Cai Haobin H, Yang Jing J, Wang Zehui Z, Chen Xinyu X et al.
Zn2+ offers significant advantages for cancer therapy via mitochondrial disruption, immune activation, and metal homeostasis perturbation, but faces challenges of rapid clearance and systemic toxicity. Existing zinc‑based (e.g., zinc oxide (ZnO), and zinc peroxide) nanoparticles often lack internal voids and sufficient surface area, restricting drug loading and functionalization. In this study, we developed a crystallinity‑gradient selective etching method to tailor biodegradable hollow mesoporous zinc nanoparticle (HMZN). Typically, zinc peroxide nanoparticles with low‑crystallinity core and high‑crystallinity shell were synthesized, and ammonia water was used to selectively etch the inner low‑crystallinity core, producing HMZN. Hemin (HEM) and Gd‑poly(acrylic acid) macrochelates (GP) were then loaded to construct HEM@HMZN@GP for dual-source H2O2 surge-driven tumor ferroptosis therapy. In acidic tumor microenvironment, Zn2+, H2O2, HEM, and GP can be released from HEM@HMZN@GP. The released Zn2+ damages mitochondrial electron transport chain (ETC) and generates superoxide anions (•O2 -), which can be rapidly catalyzed by superoxide dismutase into H2O2. The dual-source of H2O2 markedly elevates local oxidative stress.

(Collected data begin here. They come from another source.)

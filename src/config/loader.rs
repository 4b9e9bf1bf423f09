//! Configuration loading from disk and environment.

use std::ffi::{OsStr, OsString};
use std::fs;
use std::path::Path;

use thiserror::Error;

use crate::config::schema::{RunnerConfig, ServiceConfig};
use crate::config::validation::ValidationError;
use crate::error::ConfigWarning;

/// Keys read from the process environment by the command runner.
pub const RUNNER_ENV_KEYS: [&str; 3] = ["INPUT_PATH", "VERBOSE", "METRICS_ENABLED"];

/// Fatal configuration errors.
#[derive(Debug, Error)]
pub enum ConfigError {
    #[error("parse error in '{path}': {source}")]
    Parse {
        path: String,
        #[source]
        source: toml::de::Error,
    },

    #[error("validation failed: {}", join_errors(.0))]
    Validation(Vec<ValidationError>),
}

fn join_errors(errors: &[ValidationError]) -> String {
    errors
        .iter()
        .map(ToString::to_string)
        .collect::<Vec<_>>()
        .join(", ")
}

/// Load the service configuration from an optional TOML file.
///
/// An unreadable file is a warning and yields the defaults; a file that
/// reads but does not parse is fatal. Validation runs later, after CLI
/// overrides have been applied.
pub fn load_service_config(
    path: Option<&Path>,
) -> Result<(ServiceConfig, Option<ConfigWarning>), ConfigError> {
    let Some(path) = path else {
        return Ok((ServiceConfig::default(), None));
    };

    let content = match fs::read_to_string(path) {
        Ok(content) => content,
        Err(source) => {
            let warning = ConfigWarning {
                path: path.to_path_buf(),
                source,
            };
            return Ok((ServiceConfig::default(), Some(warning)));
        }
    };

    let config = toml::from_str(&content).map_err(|source| ConfigError::Parse {
        path: path.display().to_string(),
        source,
    })?;
    Ok((config, None))
}

/// Parse the runner's `KEY=VALUE` format.
///
/// Leading whitespace is trimmed, `#` lines and blank lines are skipped,
/// lines without `=` are ignored. Values keep everything after the first
/// `=` up to the end of the line.
pub fn parse_key_values(content: &str) -> Vec<(String, String)> {
    content
        .lines()
        .map(str::trim_start)
        .filter(|line| !line.is_empty() && !line.starts_with('#'))
        .filter_map(|line| line.split_once('='))
        .map(|(key, value)| (key.to_string(), value.trim_end_matches('\r').to_string()))
        .collect()
}

/// Build the runner configuration from environment pairs and an optional
/// file. The file wins over the environment; command-line flags are applied
/// on top by the caller.
pub fn load_runner_config<I, K, V>(
    env: I,
    file: Option<&Path>,
) -> (RunnerConfig, Option<ConfigWarning>)
where
    I: IntoIterator<Item = (K, V)>,
    K: AsRef<str>,
    V: AsRef<OsStr>,
{
    let mut config = RunnerConfig::default();
    for (key, value) in env {
        config.set(key.as_ref(), value);
    }

    let Some(path) = file else {
        return (config, None);
    };

    match fs::read_to_string(path) {
        Ok(content) => {
            for (key, value) in parse_key_values(&content) {
                config.set(&key, &value);
            }
            (config, None)
        }
        Err(source) => {
            let warning = ConfigWarning {
                path: path.to_path_buf(),
                source,
            };
            (config, Some(warning))
        }
    }
}

/// Snapshot the runner's recognized variables from the process environment.
pub fn runner_env() -> Vec<(String, OsString)> {
    RUNNER_ENV_KEYS
        .iter()
        .filter_map(|key| std::env::var_os(key).map(|value| (key.to_string(), value)))
        .collect()
}
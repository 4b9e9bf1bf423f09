//! Long-running service supervision.
//!
//! # States
//! ```text
//! Bootstrapping → Serving → Draining → Stopped
//! ```
//!
//! # Ordering
//! - Serving: health SERVING, workers spawned, signal listener installed
//! - Draining: health NOT_SERVING strictly before the server drain starts
//! - Stopped: server joined, then every worker joined

use std::sync::Arc;
use std::time::Duration;

use tokio::sync::watch;

use crate::config::ServiceConfig;
use crate::grpc::{HealthReporter, ServerHandle, ServingStatus};
use crate::lifecycle::signals::spawn_signal_listener;
use crate::lifecycle::workers::{default_worker_count, WorkerPool};
use crate::lifecycle::Shutdown;
use crate::observability::metrics;

#[derive(Debug, Clone, Copy, PartialEq, Eq)]
pub enum SupervisorState {
    Bootstrapping,
    Serving,
    Draining,
    Stopped,
}

/// Runtime knobs of the supervisor.
#[derive(Debug, Clone)]
pub struct SupervisorSettings {
    pub workers: usize,
    pub poll_interval: Duration,
    /// `None` waits for in-flight requests indefinitely.
    pub drain_timeout: Option<Duration>,
    /// Install SIGINT/SIGTERM handlers on entering `Serving`.
    pub os_signals: bool,
}

impl SupervisorSettings {
    pub fn from_config(config: &ServiceConfig) -> Self {
        Self {
            workers: config.workers.threads.unwrap_or_else(default_worker_count),
            poll_interval: Duration::from_millis(config.workers.poll_interval_ms),
            drain_timeout: config.shutdown.drain_timeout_secs.map(Duration::from_secs),
            os_signals: true,
        }
    }
}

/// Summary of a completed shutdown.
#[derive(Debug, Clone, Copy, PartialEq, Eq)]
pub struct ShutdownReport {
    /// Workers that exited cleanly.
    pub workers_joined: usize,
    /// False when the drain timeout expired and the server was aborted.
    pub drained: bool,
}

/// Owns the shutdown signal, the server handle and the worker pool.
pub struct Supervisor<H, S> {
    health: H,
    server: S,
    shutdown: Arc<Shutdown>,
    settings: SupervisorSettings,
    state: watch::Sender<SupervisorState>,
}

impl<H, S> Supervisor<H, S>
where
    H: HealthReporter,
    S: ServerHandle,
{
    pub fn new(health: H, server: S, shutdown: Arc<Shutdown>, settings: SupervisorSettings) -> Self {
        let (state, _) = watch::channel(SupervisorState::Bootstrapping);
        Self {
            health,
            server,
            shutdown,
            settings,
            state,
        }
    }

    /// Observe state changes.
    pub fn subscribe(&self) -> watch::Receiver<SupervisorState> {
        self.state.subscribe()
    }

    pub fn shutdown(&self) -> Arc<Shutdown> {
        self.shutdown.clone()
    }

    fn transition(&self, next: SupervisorState) {
        let previous = self.state.send_replace(next);
        tracing::debug!(from = ?previous, to = ?next, "Supervisor state change");
    }

    /// Serve until shutdown is requested, then drain and stop.
    pub async fn run(mut self) -> ShutdownReport {
        self.transition(SupervisorState::Serving);
        self.health.set_status(ServingStatus::Serving).await;
        metrics::set_serving(true);

        let workers = WorkerPool::spawn(
            self.settings.workers,
            self.settings.poll_interval,
            self.shutdown.clone(),
        );
        if self.settings.os_signals {
            // Detached: keeps absorbing repeated signals until exit.
            spawn_signal_listener(self.shutdown.clone());
        }

        self.shutdown.cancelled().await;
        tracing::info!("Shutdown requested, initiating graceful stop");

        self.transition(SupervisorState::Draining);
        self.health.set_status(ServingStatus::NotServing).await;
        metrics::set_serving(false);
        self.server.drain();
        let drained = self.join_server().await;

        let workers_joined = workers.join().await;
        self.shutdown.mark_stopped();
        self.transition(SupervisorState::Stopped);
        tracing::info!(workers = workers_joined, drained, "Server shutdown complete");

        ShutdownReport {
            workers_joined,
            drained,
        }
    }

    async fn join_server(&mut self) -> bool {
        let result = match self.settings.drain_timeout {
            None => self.server.join().await,
            Some(limit) => match tokio::time::timeout(limit, self.server.join()).await {
                Ok(result) => result,
                Err(_) => {
                    tracing::error!(
                        timeout_secs = limit.as_secs_f64(),
                        "Drain timed out, aborting in-flight requests"
                    );
                    self.server.abort();
                    return false;
                }
            },
        };

        if let Err(e) = result {
            tracing::error!(error = %e, "gRPC server terminated with error");
        }
        true
    }
}
//! Configuration management subsystem.
//!
//! # Data Flow
//! ```text
//! Service:
//!     defaults
//!     → loader.rs (optional TOML file)
//!     → CLI flags (cli::service)
//!     → validation.rs (semantic checks)
//!     → ServiceConfig (validated, immutable)
//!
//! Runner:
//!     environment → optional KEY=VALUE file → CLI flags
//!     → RunnerConfig (last writer wins per key)
//! ```
//!
//! # Design Decisions
//! - Config is immutable once the work phase begins
//! - All fields have defaults to allow minimal configs
//! - An unreadable config file is a warning, never fatal
//! - Validation separates syntactic (serde) from semantic checks

pub mod loader;
pub mod schema;
pub mod validation;

pub use loader::{load_runner_config, load_service_config, ConfigError};
pub use schema::{RunnerConfig, ServiceConfig, TlsConfig};
pub use validation::{validate_config, ValidationError};
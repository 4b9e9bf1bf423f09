//! Observability subsystem.
//!
//! # Data Flow
//! ```text
//! All subsystems produce:
//!     → logging.rs (structured log events, one line format)
//!     → metrics.rs (gauges, counters)
//!
//! Consumers:
//!     → stderr (both binaries)
//!     → Prometheus scrape endpoint (service, --prometheus)
//!     → rendered summary at exit (cli, --metrics)
//! ```

pub mod logging;
pub mod metrics;

pub use logging::{init_logging, level_for, LineFormat};
//! gRPC server setup.
//!
//! This module builds the tonic server (health, optional reflection, and
//! the place where application services get registered), starts it on a
//! pre-bound listener, and returns a handle used to drain and join it.

use std::net::SocketAddr;

use async_trait::async_trait;
use thiserror::Error;
use tokio::sync::oneshot;
use tokio::task::{JoinError, JoinHandle};
use tonic::transport::{Server, ServerTlsConfig};

use crate::error::StartupError;
use crate::grpc::health::{GrpcHealth, HealthReporter, ServingStatus};
use crate::net::Listener;

/// Errors surfaced when joining a draining server.
#[derive(Debug, Error)]
pub enum ServeError {
    #[error("gRPC server error: {0}")]
    Transport(#[from] tonic::transport::Error),

    #[error("gRPC server task failed: {0}")]
    Task(#[from] JoinError),
}

/// Control surface of a started server.
#[async_trait]
pub trait ServerHandle: Send {
    /// Stop accepting new connections; in-flight requests keep running.
    fn drain(&mut self);

    /// Wait until every in-flight request has completed. Call once.
    async fn join(&mut self) -> Result<(), ServeError>;

    /// Tear the server down without waiting for in-flight requests.
    fn abort(&mut self);
}

/// Handle to a tonic server running on its own task.
#[derive(Debug)]
pub struct GrpcServerHandle {
    local_addr: SocketAddr,
    drain_tx: Option<oneshot::Sender<()>>,
    task: JoinHandle<Result<(), tonic::transport::Error>>,
}

impl GrpcServerHandle {
    /// Get the address the server is listening on.
    pub fn local_addr(&self) -> SocketAddr {
        self.local_addr
    }
}

#[async_trait]
impl ServerHandle for GrpcServerHandle {
    fn drain(&mut self) {
        if let Some(tx) = self.drain_tx.take() {
            let _ = tx.send(());
            tracing::info!(address = %self.local_addr, "gRPC server draining");
        }
    }

    async fn join(&mut self) -> Result<(), ServeError> {
        (&mut self.task).await??;
        tracing::info!("gRPC server stopped");
        Ok(())
    }

    fn abort(&mut self) {
        self.task.abort();
    }
}

/// Build the server and start serving on `listener`.
///
/// The health status starts as NOT_SERVING; the supervisor flips it once
/// the rest of the process is ready.
pub async fn launch(
    listener: Listener,
    tls: Option<ServerTlsConfig>,
    enable_reflection: bool,
) -> Result<(GrpcServerHandle, GrpcHealth), StartupError> {
    let local_addr = listener.local_addr();

    let (reporter, health_service) = tonic_health::server::health_reporter();
    let mut health = GrpcHealth::new(reporter);
    health.set_status(ServingStatus::NotServing).await;

    let mut builder = Server::builder();
    if let Some(tls) = tls {
        builder = builder
            .tls_config(tls)
            .map_err(|e| StartupError::Transport(format!("invalid TLS configuration: {}", e)))?;
    }

    let reflection = if enable_reflection {
        let service = tonic_reflection::server::Builder::configure()
            .register_encoded_file_descriptor_set(tonic_health::pb::FILE_DESCRIPTOR_SET)
            .build_v1()
            .map_err(|e| StartupError::Transport(format!("failed to build reflection service: {}", e)))?;
        tracing::info!("gRPC reflection service enabled");
        Some(service)
    } else {
        None
    };

    // Application services are registered here alongside health.
    let router = builder
        .add_service(health_service)
        .add_optional_service(reflection);

    let incoming = listener.into_incoming()?;
    let (drain_tx, drain_rx) = oneshot::channel::<()>();
    let task = tokio::spawn(async move {
        router
            .serve_with_incoming_shutdown(incoming, async {
                let _ = drain_rx.await;
            })
            .await
    });

    tracing::info!(address = %local_addr, "gRPC server listening");
    Ok((
        GrpcServerHandle {
            local_addr,
            drain_tx: Some(drain_tx),
            task,
        },
        health,
    ))
}
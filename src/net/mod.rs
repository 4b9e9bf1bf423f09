//! Network layer subsystem.
//!
//! # Data Flow
//! ```text
//! ServiceConfig
//!     → tls.rs (load + validate PEM material, optional)
//!     → listener.rs (bind, report bind failures)
//!     → Hand off to the gRPC server as its accept stream
//! ```
//!
//! # Design Decisions
//! - TLS material is checked before anything is bound
//! - The listener is bound before the server is built, so a bind failure
//!   is reported as a startup error rather than a serve error
//! - TLS is optional and handled by the transport

pub mod listener;
pub mod tls;

pub use listener::{Listener, ListenerError};
pub use tls::{load_tls_config, TlsError};
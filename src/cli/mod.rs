//! Command-line definitions for both binaries.

pub mod runner;
pub mod service;

pub use runner::{ConfigArgs, RunArgs, RunnerCli, RunnerCommand};
pub use service::ServiceArgs;
//! Shared utilities for integration tests.

use std::io::{self, Write};
use std::net::SocketAddr;
use std::sync::{Arc, Mutex};
use std::time::Duration;

use tempfile::NamedTempFile;
use tokio::sync::watch;
use tonic::transport::Channel;
use tonic_health::pb::health_check_response::ServingStatus;
use tonic_health::pb::health_client::HealthClient;
use tonic_health::pb::HealthCheckRequest;
use tracing::level_filters::LevelFilter;
use tracing::subscriber::DefaultGuard;
use tracing_subscriber::fmt::MakeWriter;

use prodstarter::lifecycle::SupervisorState;
use prodstarter::ServiceConfig;

/// Service config bound to an ephemeral loopback port.
#[allow(dead_code)]
pub fn loopback_config(workers: usize) -> ServiceConfig {
    let mut config = ServiceConfig::default();
    config.bind_address = "127.0.0.1:0".to_string();
    config.workers.threads = Some(workers);
    config.workers.poll_interval_ms = 50;
    config
}

/// Write `contents` to a fresh temporary file.
#[allow(dead_code)]
pub fn temp_file(contents: &str) -> NamedTempFile {
    let mut file = NamedTempFile::new().unwrap();
    file.write_all(contents.as_bytes()).unwrap();
    file.flush().unwrap();
    file
}

/// Query the overall health status of the server at `addr`.
#[allow(dead_code)]
pub async fn health_status(addr: SocketAddr) -> Result<ServingStatus, Box<dyn std::error::Error>> {
    let channel = Channel::from_shared(format!("http://{}", addr))?.connect().await?;
    let mut client = HealthClient::new(channel);
    let response = client
        .check(HealthCheckRequest {
            service: String::new(),
        })
        .await?;
    Ok(ServingStatus::try_from(response.into_inner().status)?)
}

/// Wait until the supervisor publishes `target`.
#[allow(dead_code)]
pub async fn wait_for_state(rx: &mut watch::Receiver<SupervisorState>, target: SupervisorState) {
    tokio::time::timeout(Duration::from_secs(5), rx.wait_for(|state| *state == target))
        .await
        .expect("timed out waiting for supervisor state")
        .expect("supervisor dropped its state channel");
}

/// In-memory sink for formatted log lines.
#[derive(Clone, Default)]
#[allow(dead_code)]
pub struct CapturedLogs(Arc<Mutex<Vec<u8>>>);

#[allow(dead_code)]
impl CapturedLogs {
    pub fn contents(&self) -> String {
        String::from_utf8_lossy(&self.0.lock().unwrap()).into_owned()
    }

    /// Lines containing both `level` and `message`.
    pub fn count(&self, level: &str, message: &str) -> usize {
        self.contents()
            .lines()
            .filter(|line| line.contains(level) && line.contains(message))
            .count()
    }
}

impl Write for CapturedLogs {
    fn write(&mut self, buf: &[u8]) -> io::Result<usize> {
        self.0.lock().unwrap().extend_from_slice(buf);
        Ok(buf.len())
    }

    fn flush(&mut self) -> io::Result<()> {
        Ok(())
    }
}

impl<'a> MakeWriter<'a> for CapturedLogs {
    type Writer = CapturedLogs;

    fn make_writer(&'a self) -> Self::Writer {
        self.clone()
    }
}

/// Route this thread's events at or above `level` into a [`CapturedLogs`].
#[allow(dead_code)]
pub fn capture_logs(level: LevelFilter) -> (CapturedLogs, DefaultGuard) {
    let logs = CapturedLogs::default();
    let subscriber = tracing_subscriber::fmt()
        .with_max_level(level)
        .with_ansi(false)
        .with_writer(logs.clone())
        .finish();
    let guard = tracing::subscriber::set_default(subscriber);
    (logs, guard)
}
//! Background worker pool.
//!
//! Workers carry no payload yet: each one idles on a fixed tick until the
//! shutdown signal fires. Queue consumers or periodic jobs go in
//! [`worker_loop`].

use std::sync::Arc;
use std::time::Duration;

use futures_util::future::join_all;
use tokio::task::JoinHandle;
use tokio::time;

use crate::lifecycle::Shutdown;
use crate::observability::metrics;

/// Number of workers to run when none is configured.
pub fn default_worker_count() -> usize {
    std::thread::available_parallelism()
        .map(|n| n.get())
        .unwrap_or(1)
}

/// Fixed-size pool of independent worker tasks.
#[derive(Debug)]
pub struct WorkerPool {
    handles: Vec<JoinHandle<()>>,
}

impl WorkerPool {
    /// Spawn `count` workers indexed `0..count`.
    pub fn spawn(count: usize, interval: Duration, shutdown: Arc<Shutdown>) -> Self {
        let handles = (0..count)
            .map(|index| tokio::spawn(worker_loop(index, interval, shutdown.clone())))
            .collect();

        tracing::info!(workers = count, interval_ms = interval.as_millis() as u64, "Worker pool started");
        metrics::set_active_workers(count);
        Self { handles }
    }

    pub fn len(&self) -> usize {
        self.handles.len()
    }

    pub fn is_empty(&self) -> bool {
        self.handles.is_empty()
    }

    /// Wait for every worker to exit. Returns how many exited cleanly.
    pub async fn join(self) -> usize {
        let results = join_all(self.handles).await;
        let mut clean = 0;
        for (index, result) in results.into_iter().enumerate() {
            match result {
                Ok(()) => clean += 1,
                Err(e) => tracing::error!(worker = index, error = %e, "Worker terminated abnormally"),
            }
        }
        metrics::set_active_workers(0);
        clean
    }
}

async fn worker_loop(index: usize, interval: Duration, shutdown: Arc<Shutdown>) {
    tracing::debug!(worker = index, "Worker started");

    let mut ticker = time::interval(interval);
    ticker.set_missed_tick_behavior(time::MissedTickBehavior::Delay);

    loop {
        tokio::select! {
            _ = shutdown.cancelled() => break,
            _ = ticker.tick() => {
                tracing::trace!(worker = index, "Worker tick");
            }
        }
    }

    tracing::debug!(worker = index, "Worker exiting");
}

HEM can be enzymatically converted by heme oxygenase‑1 to Fe2+, which reacts with the abundant H2O2 via Fenton reaction to produce hydroxyl radicals, initiating lipid peroxidation and ferroptosis. GP enhances T1‑weighted magnetic resonance imaging signals, facilitating drug delivery visualization in tumors.